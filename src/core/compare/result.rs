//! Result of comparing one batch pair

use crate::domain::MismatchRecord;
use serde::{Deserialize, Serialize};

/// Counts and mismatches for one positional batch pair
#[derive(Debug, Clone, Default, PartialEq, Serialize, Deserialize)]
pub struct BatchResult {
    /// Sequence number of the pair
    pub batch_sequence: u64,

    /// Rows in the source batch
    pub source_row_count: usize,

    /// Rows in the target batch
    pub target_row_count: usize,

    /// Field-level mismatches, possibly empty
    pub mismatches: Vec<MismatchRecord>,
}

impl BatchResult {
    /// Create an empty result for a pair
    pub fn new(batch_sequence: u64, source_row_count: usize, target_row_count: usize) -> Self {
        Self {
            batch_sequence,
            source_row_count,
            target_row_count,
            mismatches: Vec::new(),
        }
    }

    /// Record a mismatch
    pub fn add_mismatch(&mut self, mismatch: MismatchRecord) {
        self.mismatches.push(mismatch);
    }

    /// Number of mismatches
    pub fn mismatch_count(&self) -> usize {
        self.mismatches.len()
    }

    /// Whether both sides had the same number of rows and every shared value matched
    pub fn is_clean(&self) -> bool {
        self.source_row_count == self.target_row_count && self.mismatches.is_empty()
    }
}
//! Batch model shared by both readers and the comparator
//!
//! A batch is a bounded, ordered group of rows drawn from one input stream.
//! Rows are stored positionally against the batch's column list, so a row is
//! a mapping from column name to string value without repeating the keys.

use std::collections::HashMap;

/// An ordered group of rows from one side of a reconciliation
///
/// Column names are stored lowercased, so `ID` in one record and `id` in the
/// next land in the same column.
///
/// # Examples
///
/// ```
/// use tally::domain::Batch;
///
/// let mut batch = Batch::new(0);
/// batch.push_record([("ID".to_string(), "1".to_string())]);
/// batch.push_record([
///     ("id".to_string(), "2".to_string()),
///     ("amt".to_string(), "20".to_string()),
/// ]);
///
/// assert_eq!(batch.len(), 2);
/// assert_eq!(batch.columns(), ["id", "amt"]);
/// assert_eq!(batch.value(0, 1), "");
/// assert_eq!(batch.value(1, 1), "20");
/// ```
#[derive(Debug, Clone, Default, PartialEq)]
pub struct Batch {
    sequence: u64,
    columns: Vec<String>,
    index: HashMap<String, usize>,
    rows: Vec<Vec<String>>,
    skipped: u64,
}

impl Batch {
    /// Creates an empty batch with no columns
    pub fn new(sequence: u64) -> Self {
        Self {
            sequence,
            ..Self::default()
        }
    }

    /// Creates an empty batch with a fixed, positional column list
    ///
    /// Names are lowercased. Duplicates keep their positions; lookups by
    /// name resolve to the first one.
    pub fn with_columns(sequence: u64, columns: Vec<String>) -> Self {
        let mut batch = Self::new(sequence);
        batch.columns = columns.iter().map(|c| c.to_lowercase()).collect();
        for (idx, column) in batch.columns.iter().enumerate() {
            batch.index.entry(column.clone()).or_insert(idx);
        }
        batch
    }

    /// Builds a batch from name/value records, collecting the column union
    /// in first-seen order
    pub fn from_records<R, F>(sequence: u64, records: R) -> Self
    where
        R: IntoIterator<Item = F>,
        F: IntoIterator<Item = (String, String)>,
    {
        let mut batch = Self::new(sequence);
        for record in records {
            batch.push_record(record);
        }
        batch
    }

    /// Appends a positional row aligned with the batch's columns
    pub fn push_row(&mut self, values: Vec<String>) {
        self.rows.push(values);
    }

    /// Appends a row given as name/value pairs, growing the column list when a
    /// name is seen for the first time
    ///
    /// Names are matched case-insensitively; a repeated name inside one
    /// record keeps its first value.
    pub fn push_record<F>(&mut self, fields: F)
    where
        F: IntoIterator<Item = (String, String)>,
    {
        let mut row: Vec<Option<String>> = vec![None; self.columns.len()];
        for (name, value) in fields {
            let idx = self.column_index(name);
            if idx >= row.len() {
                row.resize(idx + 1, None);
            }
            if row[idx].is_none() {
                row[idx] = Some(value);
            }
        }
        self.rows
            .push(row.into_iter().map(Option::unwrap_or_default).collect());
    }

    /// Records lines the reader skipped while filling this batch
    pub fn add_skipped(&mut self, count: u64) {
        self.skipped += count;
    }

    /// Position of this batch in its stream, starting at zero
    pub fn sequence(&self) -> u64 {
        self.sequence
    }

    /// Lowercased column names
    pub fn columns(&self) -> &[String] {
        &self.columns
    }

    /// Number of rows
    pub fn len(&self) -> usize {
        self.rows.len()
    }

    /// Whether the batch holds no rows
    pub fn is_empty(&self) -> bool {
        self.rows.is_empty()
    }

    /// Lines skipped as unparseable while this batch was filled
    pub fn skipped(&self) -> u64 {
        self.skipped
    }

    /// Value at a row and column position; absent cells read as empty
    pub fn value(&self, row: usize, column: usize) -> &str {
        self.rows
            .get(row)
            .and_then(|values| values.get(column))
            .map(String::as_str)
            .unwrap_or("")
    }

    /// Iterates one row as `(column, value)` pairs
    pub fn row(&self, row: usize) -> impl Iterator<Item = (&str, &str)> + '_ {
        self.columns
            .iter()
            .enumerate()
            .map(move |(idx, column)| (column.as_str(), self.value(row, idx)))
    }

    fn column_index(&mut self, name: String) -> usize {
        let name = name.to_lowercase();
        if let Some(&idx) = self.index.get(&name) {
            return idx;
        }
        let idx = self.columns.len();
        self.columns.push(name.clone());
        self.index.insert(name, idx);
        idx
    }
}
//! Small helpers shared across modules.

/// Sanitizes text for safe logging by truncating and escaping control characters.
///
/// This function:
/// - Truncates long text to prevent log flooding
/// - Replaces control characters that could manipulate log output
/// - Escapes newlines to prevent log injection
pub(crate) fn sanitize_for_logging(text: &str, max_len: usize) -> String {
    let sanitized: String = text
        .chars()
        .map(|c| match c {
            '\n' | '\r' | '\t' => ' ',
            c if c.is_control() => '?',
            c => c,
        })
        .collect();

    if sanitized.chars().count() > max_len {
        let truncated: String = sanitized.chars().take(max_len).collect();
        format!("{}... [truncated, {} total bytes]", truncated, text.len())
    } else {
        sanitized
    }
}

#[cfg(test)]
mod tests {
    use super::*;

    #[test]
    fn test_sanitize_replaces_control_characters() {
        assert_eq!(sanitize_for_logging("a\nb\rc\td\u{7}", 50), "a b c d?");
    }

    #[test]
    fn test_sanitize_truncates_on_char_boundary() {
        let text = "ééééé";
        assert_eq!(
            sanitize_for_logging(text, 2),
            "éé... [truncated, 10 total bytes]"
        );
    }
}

——————

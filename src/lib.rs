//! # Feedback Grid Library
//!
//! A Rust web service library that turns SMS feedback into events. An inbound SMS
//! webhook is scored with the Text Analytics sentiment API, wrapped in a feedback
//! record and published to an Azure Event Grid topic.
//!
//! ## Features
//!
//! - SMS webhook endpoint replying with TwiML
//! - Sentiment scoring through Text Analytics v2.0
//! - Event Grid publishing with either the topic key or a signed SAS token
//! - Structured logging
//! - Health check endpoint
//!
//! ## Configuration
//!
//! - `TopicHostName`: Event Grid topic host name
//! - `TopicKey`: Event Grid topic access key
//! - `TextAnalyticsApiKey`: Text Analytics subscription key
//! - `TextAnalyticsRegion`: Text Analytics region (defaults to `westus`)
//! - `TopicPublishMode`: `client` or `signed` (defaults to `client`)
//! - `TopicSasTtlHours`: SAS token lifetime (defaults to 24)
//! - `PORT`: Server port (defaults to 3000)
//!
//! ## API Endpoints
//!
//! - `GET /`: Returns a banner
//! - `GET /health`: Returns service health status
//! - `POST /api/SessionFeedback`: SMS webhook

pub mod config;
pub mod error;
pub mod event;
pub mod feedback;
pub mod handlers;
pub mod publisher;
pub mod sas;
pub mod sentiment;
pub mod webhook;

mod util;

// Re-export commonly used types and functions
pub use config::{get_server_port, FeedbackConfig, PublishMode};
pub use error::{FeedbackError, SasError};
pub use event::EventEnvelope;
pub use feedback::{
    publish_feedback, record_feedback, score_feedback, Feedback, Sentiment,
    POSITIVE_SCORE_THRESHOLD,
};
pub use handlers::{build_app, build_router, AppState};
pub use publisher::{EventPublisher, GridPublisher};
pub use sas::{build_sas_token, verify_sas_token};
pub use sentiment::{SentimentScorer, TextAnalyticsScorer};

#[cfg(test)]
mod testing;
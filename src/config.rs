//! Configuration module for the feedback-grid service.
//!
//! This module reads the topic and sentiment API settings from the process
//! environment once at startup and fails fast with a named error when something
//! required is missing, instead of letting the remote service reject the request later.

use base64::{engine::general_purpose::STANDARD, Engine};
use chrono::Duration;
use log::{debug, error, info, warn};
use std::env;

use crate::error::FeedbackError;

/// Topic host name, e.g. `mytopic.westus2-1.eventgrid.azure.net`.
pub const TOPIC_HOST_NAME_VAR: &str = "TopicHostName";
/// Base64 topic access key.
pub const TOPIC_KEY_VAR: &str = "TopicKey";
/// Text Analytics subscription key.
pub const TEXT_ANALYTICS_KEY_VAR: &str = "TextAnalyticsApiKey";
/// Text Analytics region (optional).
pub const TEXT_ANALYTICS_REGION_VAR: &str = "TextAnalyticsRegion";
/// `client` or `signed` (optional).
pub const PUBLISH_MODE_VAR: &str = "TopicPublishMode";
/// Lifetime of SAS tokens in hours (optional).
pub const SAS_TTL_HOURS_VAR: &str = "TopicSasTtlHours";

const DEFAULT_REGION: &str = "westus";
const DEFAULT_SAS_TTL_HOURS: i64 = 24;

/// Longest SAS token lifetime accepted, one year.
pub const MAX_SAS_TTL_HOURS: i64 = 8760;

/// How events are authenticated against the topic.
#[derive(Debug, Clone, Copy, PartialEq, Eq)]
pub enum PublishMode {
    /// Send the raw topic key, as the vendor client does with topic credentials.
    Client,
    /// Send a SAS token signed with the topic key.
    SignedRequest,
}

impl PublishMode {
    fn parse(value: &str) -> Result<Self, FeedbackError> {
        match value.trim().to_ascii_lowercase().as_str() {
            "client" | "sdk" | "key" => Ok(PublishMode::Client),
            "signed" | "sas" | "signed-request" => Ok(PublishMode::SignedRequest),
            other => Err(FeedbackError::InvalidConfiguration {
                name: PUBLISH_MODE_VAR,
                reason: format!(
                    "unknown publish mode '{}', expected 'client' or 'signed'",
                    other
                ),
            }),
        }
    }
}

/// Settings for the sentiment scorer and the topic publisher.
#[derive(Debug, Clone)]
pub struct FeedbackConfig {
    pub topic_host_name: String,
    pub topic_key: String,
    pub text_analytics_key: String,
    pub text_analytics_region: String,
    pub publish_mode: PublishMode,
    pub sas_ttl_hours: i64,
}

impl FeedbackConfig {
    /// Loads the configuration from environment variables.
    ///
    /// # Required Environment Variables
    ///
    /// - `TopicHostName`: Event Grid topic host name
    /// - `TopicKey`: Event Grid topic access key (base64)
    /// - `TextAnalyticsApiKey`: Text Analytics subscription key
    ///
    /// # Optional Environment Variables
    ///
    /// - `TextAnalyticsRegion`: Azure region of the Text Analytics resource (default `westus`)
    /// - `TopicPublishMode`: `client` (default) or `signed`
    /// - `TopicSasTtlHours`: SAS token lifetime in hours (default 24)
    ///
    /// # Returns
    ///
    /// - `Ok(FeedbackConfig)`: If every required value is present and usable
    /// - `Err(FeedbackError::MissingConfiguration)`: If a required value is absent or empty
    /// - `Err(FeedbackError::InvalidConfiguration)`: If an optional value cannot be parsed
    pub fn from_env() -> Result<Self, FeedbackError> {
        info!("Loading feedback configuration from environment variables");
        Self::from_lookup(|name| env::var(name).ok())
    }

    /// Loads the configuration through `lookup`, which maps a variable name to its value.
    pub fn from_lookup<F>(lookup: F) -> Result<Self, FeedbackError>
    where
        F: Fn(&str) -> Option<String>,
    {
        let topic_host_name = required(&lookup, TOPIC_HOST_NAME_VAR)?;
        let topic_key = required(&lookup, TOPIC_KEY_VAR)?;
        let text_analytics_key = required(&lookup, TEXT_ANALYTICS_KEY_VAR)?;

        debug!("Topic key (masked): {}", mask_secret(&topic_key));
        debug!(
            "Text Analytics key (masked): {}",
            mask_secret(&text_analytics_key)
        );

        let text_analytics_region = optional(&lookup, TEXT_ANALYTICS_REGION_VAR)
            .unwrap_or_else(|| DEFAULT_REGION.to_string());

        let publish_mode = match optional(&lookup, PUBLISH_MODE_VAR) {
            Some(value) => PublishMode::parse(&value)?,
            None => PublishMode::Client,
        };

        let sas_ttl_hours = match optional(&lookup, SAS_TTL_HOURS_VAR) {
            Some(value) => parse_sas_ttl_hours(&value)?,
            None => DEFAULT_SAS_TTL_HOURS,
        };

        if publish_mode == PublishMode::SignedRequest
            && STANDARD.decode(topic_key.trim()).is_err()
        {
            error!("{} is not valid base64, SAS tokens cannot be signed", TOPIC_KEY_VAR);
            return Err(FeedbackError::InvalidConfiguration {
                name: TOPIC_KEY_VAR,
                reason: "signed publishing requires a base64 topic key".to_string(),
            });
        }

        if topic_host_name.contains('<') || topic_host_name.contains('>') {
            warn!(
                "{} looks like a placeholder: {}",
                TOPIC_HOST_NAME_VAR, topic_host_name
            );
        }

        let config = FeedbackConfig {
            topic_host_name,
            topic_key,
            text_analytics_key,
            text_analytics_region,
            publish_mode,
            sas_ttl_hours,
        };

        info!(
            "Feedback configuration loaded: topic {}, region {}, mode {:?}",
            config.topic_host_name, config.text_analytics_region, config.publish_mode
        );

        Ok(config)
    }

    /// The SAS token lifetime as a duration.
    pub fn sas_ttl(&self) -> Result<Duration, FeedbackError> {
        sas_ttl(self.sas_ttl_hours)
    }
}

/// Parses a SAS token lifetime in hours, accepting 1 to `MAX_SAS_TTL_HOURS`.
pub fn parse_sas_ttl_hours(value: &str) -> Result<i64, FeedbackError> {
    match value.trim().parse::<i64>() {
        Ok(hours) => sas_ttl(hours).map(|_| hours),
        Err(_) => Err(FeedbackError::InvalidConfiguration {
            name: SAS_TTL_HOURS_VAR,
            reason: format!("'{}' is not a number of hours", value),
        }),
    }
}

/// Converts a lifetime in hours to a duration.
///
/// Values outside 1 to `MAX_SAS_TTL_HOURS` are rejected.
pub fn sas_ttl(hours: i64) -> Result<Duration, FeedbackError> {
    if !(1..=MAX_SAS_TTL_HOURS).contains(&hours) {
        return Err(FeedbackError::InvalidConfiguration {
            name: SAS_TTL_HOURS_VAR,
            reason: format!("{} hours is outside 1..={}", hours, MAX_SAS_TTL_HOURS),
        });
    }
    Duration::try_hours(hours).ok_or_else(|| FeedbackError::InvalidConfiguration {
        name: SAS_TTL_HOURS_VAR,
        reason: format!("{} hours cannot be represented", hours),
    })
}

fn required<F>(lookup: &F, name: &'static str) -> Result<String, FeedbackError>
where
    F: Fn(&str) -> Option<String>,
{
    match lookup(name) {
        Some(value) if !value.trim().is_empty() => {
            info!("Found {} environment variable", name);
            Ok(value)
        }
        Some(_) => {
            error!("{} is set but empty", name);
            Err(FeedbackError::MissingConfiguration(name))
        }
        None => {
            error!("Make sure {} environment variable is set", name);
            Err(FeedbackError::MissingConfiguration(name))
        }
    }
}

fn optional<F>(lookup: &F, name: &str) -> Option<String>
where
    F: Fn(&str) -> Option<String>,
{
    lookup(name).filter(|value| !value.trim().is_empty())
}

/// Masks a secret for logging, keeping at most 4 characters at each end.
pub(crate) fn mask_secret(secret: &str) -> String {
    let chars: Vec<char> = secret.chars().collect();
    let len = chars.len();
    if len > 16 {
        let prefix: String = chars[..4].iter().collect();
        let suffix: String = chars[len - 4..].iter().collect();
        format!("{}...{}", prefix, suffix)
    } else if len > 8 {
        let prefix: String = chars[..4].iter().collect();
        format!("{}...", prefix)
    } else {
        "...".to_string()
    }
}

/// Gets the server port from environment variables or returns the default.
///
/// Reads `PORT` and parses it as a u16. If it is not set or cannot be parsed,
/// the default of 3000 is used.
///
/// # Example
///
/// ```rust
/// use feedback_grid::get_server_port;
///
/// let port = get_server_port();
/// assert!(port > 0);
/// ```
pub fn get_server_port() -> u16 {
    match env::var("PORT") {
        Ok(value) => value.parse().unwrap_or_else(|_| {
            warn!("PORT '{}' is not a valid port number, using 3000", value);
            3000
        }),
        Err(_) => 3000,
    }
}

——————

PROBLEM DESCRIPTION: Reproduce exactly the lines above from the line with "mod testing;" to the line with "const DEFAULT_SAS_TTL_HOURS: i64 = 24;", including both, and add nothing.

YOUR RESPONSE:
mod testing;
filename src/config.rs
//! Configuration module for the feedback-grid service.
//!
//! This module reads the topic and sentiment API settings from the process
//! environment once at startup and fails fast with a named error when something
//! required is missing, instead of letting the remote service reject the request later.

use base64::{engine::general_purpose::STANDARD, Engine};
use chrono::Duration;
use log::{debug, error, info, warn};
use std::env;

use crate::error::FeedbackError;

/// Topic host name, e.g. `mytopic.westus2-1.eventgrid.azure.net`.
pub const TOPIC_HOST_NAME_VAR: &str = "TopicHostName";
/// Base64 topic access key.
pub const TOPIC_KEY_VAR: &str = "TopicKey";
/// Text Analytics subscription key.
pub const TEXT_ANALYTICS_KEY_VAR: &str = "TextAnalyticsApiKey";
/// Text Analytics region (optional).
pub const TEXT_ANALYTICS_REGION_VAR: &str = "TextAnalyticsRegion";
/// `client` or `signed` (optional).
pub const PUBLISH_MODE_VAR: &str = "TopicPublishMode";
/// Lifetime of SAS tokens in hours (optional).
pub const SAS_TTL_HOURS_VAR: &str = "TopicSasTtlHours";

const DEFAULT_REGION: &str = "westus";
const DEFAULT_SAS_TTL_HOURS: i64 = 24;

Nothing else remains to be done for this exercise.